Top of MATERIAL FOR THIS EXERCISE

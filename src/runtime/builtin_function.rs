use std::fmt;

use crate::runtime::NativeFn;

/// A named native implementation, matched by name against declared
/// placeholder functions when a patch is applied.
#[derive(Clone)]
pub struct BuiltinFunction {
    pub name: &'static str,
    pub func: NativeFn,
}

impl fmt::Debug for BuiltinFunction {
    fn fmt(&self, f: &mut fmt::Formatter<'_>) -> fmt::Result {
        write!(f, "BuiltinFunction({})", self.name)
    }
}

impl PartialEq for BuiltinFunction {
    fn eq(&self, other: &Self) -> bool {
        self.name == other.name
    }
}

Bottom of MATERIAL FOR THIS EXERCISE

## ACTIVITY:
Copy the lines of the entries above that mention "other".

## OUTPUT OF THE EXERCISE:
    fn eq(&self, other: &Self) -> bool {
        self.name == other.name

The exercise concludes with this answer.